XVI. Termination of Agreement. Notwithstanding the foregoing, this Agreement may be terminated at any time, without the payment of any penalty, by vote of the Board or by a vote of a majority of the outstanding voting securities of the Portfolio on at least 60 days’ prior written notice to Sub-adviser. This Agreement may also be terminated by Adviser: (i) on at least 60 days’ prior written notice to Sub-adviser, without the payment of any penalty; (ii) upon material breach by Sub-adviser of any of the representations and warranties set forth in Paragraph XIII of this Agreement, if such breach shall not have been cured within a 20-day period after notice of such breach; or (iii) if Sub-adviser becomes unable to discharge its duties and obligations under this Agreement. Sub-adviser may terminate this Agreement at any time, without the payment of any penalty, onat least 60 days’ prior notice to Adviser. This Agreement shall terminate automatically in the event of its assignment or upon termination of the Advisory Agreement. Any approval, amendment, or termination of this Agreement by the holders of a majority of the outstanding voting securities of any Portfolio shall be effective to continue, amend or terminate this Agreement with respect to any such Portfolio notwithstanding (i) that such action has not been approved by the holders of a majority of the outstanding voting securities of any other Portfolio affected thereby, and/or (ii) that such action has not been approved by the vote of a majority of the outstanding voting securities of the Fund, unless such action shall be required by any applicable law or otherwise.

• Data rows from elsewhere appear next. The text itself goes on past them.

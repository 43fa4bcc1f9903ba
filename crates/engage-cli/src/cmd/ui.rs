use anyhow::Context;
use engage_core::config::Config;
use std::path::Path;

pub fn run(root: &Path, port: Option<u16>, no_open: bool) -> anyhow::Result<()> {
    let config = Config::load(root).context("failed to load config")?;
    let port = port.unwrap_or(config.server.port);
    let root_buf = root.to_path_buf();

    let rt = tokio::runtime::Runtime::new()?;
    rt.block_on(async move {
        let listener = tokio::net::TcpListener::bind(format!("127.0.0.1:{port}"))
            .await
            .with_context(|| format!("failed to bind port {port}"))?;
        let actual_port = listener.local_addr()?.port();
        println!(
            "engage API for '{}' → http://localhost:{actual_port}",
            config.workspace.name
        );

        tokio::select! {
            res = engage_server::serve_on(root_buf, listener, !no_open) => res,
            _ = tokio::signal::ctrl_c() => Ok(()),
        }
    })
}
use axum::extract::{Path, State};
use axum::http::StatusCode;
use axum::Json;
use engage_core::project::{self, Project};
use serde::Deserialize;

use super::blocking;
use crate::error::AppError;
use crate::state::{AppState, BoardEvent};

#[derive(Deserialize)]
pub struct CreateProjectBody {
    pub name: String,
    pub key: String,
    #[serde(default)]
    pub client: Option<String>,
}

/// GET /api/projects
pub async fn list_projects(State(app): State<AppState>) -> Result<Json<Vec<Project>>, AppError> {
    let projects = blocking(&app, project::list_projects).await?;
    Ok(Json(projects))
}

/// POST /api/projects
pub async fn create_project(
    State(app): State<AppState>,
    Json(body): Json<CreateProjectBody>,
) -> Result<(StatusCode, Json<Project>), AppError> {
    let created = blocking(&app, move |store| {
        project::create_project(store, &body.name, &body.key, body.client.as_deref())
    })
    .await?;
    app.notify([BoardEvent::ProjectsChanged]);
    Ok((StatusCode::CREATED, Json(created)))
}

/// GET /api/projects/{project}: by id or key.
pub async fn get_project(
    State(app): State<AppState>,
    Path(id): Path<String>,
) -> Result<Json<Project>, AppError> {
    let p = blocking(&app, move |store| project::find_project(store, &id)).await?;
    Ok(Json(p))
}
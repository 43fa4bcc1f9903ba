use super::{open_store, resolve_project};
use crate::output::{or_dash, print_json, print_table};
use chrono::NaiveDate;
use clap::Subcommand;
use engage_core::sprint::{self as sprint_ops, NewSprint};
use std::path::Path;

#[derive(Subcommand)]
pub enum SprintSubcommand {
    /// Create a sprint (status: Not Started)
    Create {
        #[arg(long, short = 'p', env = "ENGAGE_PROJECT")]
        project: String,
        #[arg(required = true)]
        name: Vec<String>,
        #[arg(long)]
        goal: Option<String>,
        /// First day (YYYY-MM-DD)
        #[arg(long)]
        start: Option<NaiveDate>,
        /// Last day (YYYY-MM-DD)
        #[arg(long)]
        end: Option<NaiveDate>,
    },
    /// List a project's sprints
    List {
        #[arg(long, short = 'p', env = "ENGAGE_PROJECT")]
        project: String,
    },
    /// Start a sprint: one To Do task per scheduled item
    Start {
        #[arg(long, short = 'p', env = "ENGAGE_PROJECT")]
        project: String,
        /// Sprint id or name
        sprint: String,
    },
    /// Complete a sprint whose tasks are all Complete
    Complete {
        #[arg(long, short = 'p', env = "ENGAGE_PROJECT")]
        project: String,
        sprint: String,
    },
    /// Delete a sprint; its items return to the backlog
    Delete {
        #[arg(long, short = 'p', env = "ENGAGE_PROJECT")]
        project: String,
        sprint: String,
    },
}

pub fn run(root: &Path, subcmd: SprintSubcommand, json: bool) -> anyhow::Result<()> {
    let store = open_store(root)?;
    match subcmd {
        SprintSubcommand::Create {
            project,
            name,
            goal,
            start,
            end,
        } => {
            let project = resolve_project(&store, &project)?;
            let new = NewSprint {
                name: name.join(" "),
                goal,
                start_date: start,
                end_date: end,
            };
            let sprint = sprint_ops::create_sprint(&store, &project.id, new)?;
            if json {
                print_json(&sprint)?;
            } else {
                println!("Created sprint '{}'", sprint.name);
            }
        }
        SprintSubcommand::List { project } => {
            let project = resolve_project(&store, &project)?;
            let sprints = sprint_ops::list_sprints(&store, &project.id)?;
            if json {
                return print_json(&sprints);
            }
            if sprints.is_empty() {
                println!("No sprints for {}.", project.key);
                return Ok(());
            }
            let rows = sprints
                .iter()
                .map(|s| {
                    let dates = match (s.start_date, s.end_date) {
                        (Some(a), Some(b)) => format!("{a} → {b}"),
                        (Some(a), None) => format!("from {a}"),
                        (None, Some(b)) => format!("until {b}"),
                        (None, None) => "-".to_string(),
                    };
                    vec![
                        s.name.clone(),
                        s.status.label().to_string(),
                        dates,
                        or_dash(s.goal.as_deref()),
                    ]
                })
                .collect();
            print_table(&["SPRINT", "STATUS", "DATES", "GOAL"], rows);
        }
        SprintSubcommand::Start { project, sprint } => {
            let project = resolve_project(&store, &project)?;
            let sprint = sprint_ops::find_sprint(&store, &project.id, &sprint)?;
            let ids: Vec<String> = sprint_ops::sprint_items(&store, &sprint.id)?
                .into_iter()
                .map(|i| i.id)
                .collect();
            let tasks = sprint_ops::start_sprint(&store, &sprint.id, &project.id, &ids)?;
            if json {
                print_json(&tasks)?;
            } else {
                println!("Started '{}' with {} task(s)", sprint.name, tasks.len());
            }
        }
        SprintSubcommand::Complete { project, sprint } => {
            let project = resolve_project(&store, &project)?;
            let sprint = sprint_ops::find_sprint(&store, &project.id, &sprint)?;
            let done = sprint_ops::complete_sprint(&store, &sprint.id, &project.id)?;
            if json {
                print_json(&done)?;
            } else {
                println!("Completed '{}'", done.name);
            }
        }
        SprintSubcommand::Delete { project, sprint } => {
            let project = resolve_project(&store, &project)?;
            let sprint = sprint_ops::find_sprint(&store, &project.id, &sprint)?;
            let unassigned = sprint_ops::delete_sprint(&store, &sprint.id)?;
            if json {
                print_json(&serde_json::json!({
                    "deleted": sprint.id,
                    "items_unassigned": unassigned,
                }))?;
            } else {
                println!(
                    "Deleted '{}'; {unassigned} item(s) returned to the backlog",
                    sprint.name
                );
            }
        }
    }
    Ok(())
}
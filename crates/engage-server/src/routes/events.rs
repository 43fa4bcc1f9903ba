use axum::extract::State;
use axum::response::sse::{Event, KeepAlive, Sse};
use std::convert::Infallible;
use tokio_stream::wrappers::BroadcastStream;
use tokio_stream::StreamExt as _;

use crate::state::AppState;

/// GET /api/events: SSE stream with one `board` event per committed change.
/// Lagged subscribers skip what they missed and should reload.
pub async fn sse_events(State(app): State<AppState>) -> impl axum::response::IntoResponse {
    let rx = app.event_tx.subscribe();
    let stream = BroadcastStream::new(rx).filter_map(|msg| {
        let event = msg.ok()?;
        let data = serde_json::to_string(&event).ok()?;
        Some(Ok::<Event, Infallible>(Event::default().event("board").data(data)))
    });
    Sse::new(stream).keep_alive(KeepAlive::default())
}
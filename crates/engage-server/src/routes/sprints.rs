use axum::extract::{Path, State};
use axum::http::StatusCode;
use axum::Json;
use engage_core::sprint::{self, NewSprint, Sprint};
use engage_core::task::Task;
use serde::Deserialize;

use super::{blocking, project_id};
use crate::error::AppError;
use crate::state::{AppState, BoardEvent};

#[derive(Deserialize, Default)]
#[serde(default)]
pub struct StartBody {
    /// Items to materialize, in task order. Defaults to every item currently
    /// scheduled into the sprint, in board order.
    pub item_ids: Option<Vec<String>>,
}

/// GET /api/projects/{project}/sprints
pub async fn list_sprints(
    State(app): State<AppState>,
    Path(project): Path<String>,
) -> Result<Json<Vec<Sprint>>, AppError> {
    let sprints = blocking(&app, move |store| {
        sprint::list_sprints(store, &project_id(store, &project)?)
    })
    .await?;
    Ok(Json(sprints))
}

/// POST /api/projects/{project}/sprints
pub async fn create_sprint(
    State(app): State<AppState>,
    Path(project): Path<String>,
    Json(body): Json<NewSprint>,
) -> Result<(StatusCode, Json<Sprint>), AppError> {
    let created = blocking(&app, move |store| {
        sprint::create_sprint(store, &project_id(store, &project)?, body)
    })
    .await?;
    app.notify([BoardEvent::SprintsChanged {
        project_id: created.project_id.clone(),
    }]);
    Ok((StatusCode::CREATED, Json(created)))
}

/// POST /api/sprints/{id}/start
pub async fn start_sprint(
    State(app): State<AppState>,
    Path(id): Path<String>,
    Json(body): Json<StartBody>,
) -> Result<Json<Vec<Task>>, AppError> {
    let (project_id, tasks) = blocking(&app, move |store| {
        let s = sprint::load_sprint(store, &id)?;
        let ids = match body.item_ids {
            Some(ids) => ids,
            None => sprint::sprint_items(store, &s.id)?
                .into_iter()
                .map(|i| i.id)
                .collect(),
        };
        let tasks = sprint::start_sprint(store, &s.id, &s.project_id, &ids)?;
        Ok((s.project_id, tasks))
    })
    .await?;
    app.notify(lifecycle_events(project_id));
    Ok(Json(tasks))
}

/// POST /api/sprints/{id}/complete: 422 while any task is open.
pub async fn complete_sprint(
    State(app): State<AppState>,
    Path(id): Path<String>,
) -> Result<Json<Sprint>, AppError> {
    let done = blocking(&app, move |store| {
        let s = sprint::load_sprint(store, &id)?;
        sprint::complete_sprint(store, &s.id, &s.project_id)
    })
    .await?;
    app.notify(lifecycle_events(done.project_id.clone()));
    Ok(Json(done))
}

/// DELETE /api/sprints/{id}: items go back to the unscheduled backlog.
pub async fn delete_sprint(
    State(app): State<AppState>,
    Path(id): Path<String>,
) -> Result<Json<serde_json::Value>, AppError> {
    let (project_id, unassigned) = blocking(&app, move |store| {
        let s = sprint::load_sprint(store, &id)?;
        let n = sprint::delete_sprint(store, &s.id)?;
        Ok((s.project_id, n))
    })
    .await?;
    app.notify(lifecycle_events(project_id));
    Ok(Json(serde_json::json!({ "items_unassigned": unassigned })))
}

fn lifecycle_events(project_id: String) -> [BoardEvent; 3] {
    [
        BoardEvent::SprintsChanged {
            project_id: project_id.clone(),
        },
        BoardEvent::ItemsChanged {
            project_id: project_id.clone(),
        },
        BoardEvent::TasksChanged { project_id },
    ]
}
use super::{open_store, resolve_project};
use crate::output::{or_dash, print_json, print_table};
use clap::Subcommand;
use engage_core::{backlog, epic as epic_ops};
use std::path::Path;

#[derive(Subcommand)]
pub enum EpicSubcommand {
    /// Add an epic to a project
    Add {
        #[arg(long, short = 'p', env = "ENGAGE_PROJECT")]
        project: String,
        #[arg(required = true)]
        title: Vec<String>,
        #[arg(long)]
        description: Option<String>,
    },
    /// List a project's epics
    List {
        #[arg(long, short = 'p', env = "ENGAGE_PROJECT")]
        project: String,
    },
    /// Delete an epic and every backlog item under it
    Delete {
        #[arg(long, short = 'p', env = "ENGAGE_PROJECT")]
        project: String,
        /// Epic id or number
        epic: String,
    },
}

pub fn run(root: &Path, subcmd: EpicSubcommand, json: bool) -> anyhow::Result<()> {
    match subcmd {
        EpicSubcommand::Add {
            project,
            title,
            description,
        } => add(root, &project, &title.join(" "), description.as_deref(), json),
        EpicSubcommand::List { project } => list(root, &project, json),
        EpicSubcommand::Delete { project, epic } => delete(root, &project, &epic, json),
    }
}

fn add(
    root: &Path,
    project: &str,
    title: &str,
    description: Option<&str>,
    json: bool,
) -> anyhow::Result<()> {
    let store = open_store(root)?;
    let project = resolve_project(&store, project)?;
    let epic = epic_ops::create_epic(&store, &project.id, title, description)?;
    if json {
        print_json(&epic)?;
    } else {
        println!("Added epic #{}: {}", epic.epic_id, epic.title);
    }
    Ok(())
}

fn list(root: &Path, project: &str, json: bool) -> anyhow::Result<()> {
    let store = open_store(root)?;
    let project = resolve_project(&store, project)?;
    let epics = epic_ops::list_epics(&store, &project.id)?;
    if json {
        return print_json(&epics);
    }
    if epics.is_empty() {
        println!("No epics for {}.", project.key);
        return Ok(());
    }
    let items = backlog::list_items(&store, &project.id)?;
    let rows = epics
        .iter()
        .map(|e| {
            let count = items
                .iter()
                .filter(|i| i.epic_id.as_deref() == Some(e.id.as_str()))
                .count();
            vec![
                format!("#{}", e.epic_id),
                e.title.clone(),
                count.to_string(),
                or_dash(e.description.as_deref()),
            ]
        })
        .collect();
    print_table(&["EPIC", "TITLE", "ITEMS", "DESCRIPTION"], rows);
    Ok(())
}

fn delete(root: &Path, project: &str, epic: &str, json: bool) -> anyhow::Result<()> {
    let store = open_store(root)?;
    let project = resolve_project(&store, project)?;
    let epic = epic_ops::find_epic(&store, &project.id, epic)?;
    let removed = epic_ops::delete_epic(&store, &epic.id)?;
    if json {
        print_json(&serde_json::json!({ "epic": epic.id, "items_removed": removed }))?;
    } else {
        println!("Deleted epic #{} and {removed} backlog item(s)", epic.epic_id);
    }
    Ok(())
}
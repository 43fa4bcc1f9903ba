pub mod board;
pub mod collections;
pub mod config;
pub mod epics;
pub mod events;
pub mod items;
pub mod projects;
pub mod sprints;
pub mod tasks;

use engage_core::{project, EngageError, Store};

use crate::error::AppError;
use crate::state::AppState;

/// Run store work on the blocking pool with the workspace store.
pub(crate) async fn blocking<T, F>(app: &AppState, f: F) -> Result<T, AppError>
where
    T: Send + 'static,
    F: FnOnce(&Store) -> Result<T, EngageError> + Send + 'static,
{
    let app = app.clone();
    let value = tokio::task::spawn_blocking(move || {
        let store = app.store()?;
        f(&store)
    })
    .await
    .map_err(|e| AppError(anyhow::anyhow!("task join error: {e}")))??;
    Ok(value)
}

/// Resolve a `{project}` path segment (id or key) to a project id.
pub(crate) fn project_id(store: &Store, id_or_key: &str) -> Result<String, EngageError> {
    Ok(project::find_project(store, id_or_key)?.id)
}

XVII. Amendments, Waivers, etc. Provisions of this Agreement may be changed, waived, discharged or terminated only by an instrument in writing signed by the party against which enforcement of the change, waiver, discharge or termination is sought. This Agreement (including any exhibits hereto) may be amended at any time by written mutual consent of the parties, subject to the requirements of the 1940 Act and rules and regulations promulgated and orders granted thereunder.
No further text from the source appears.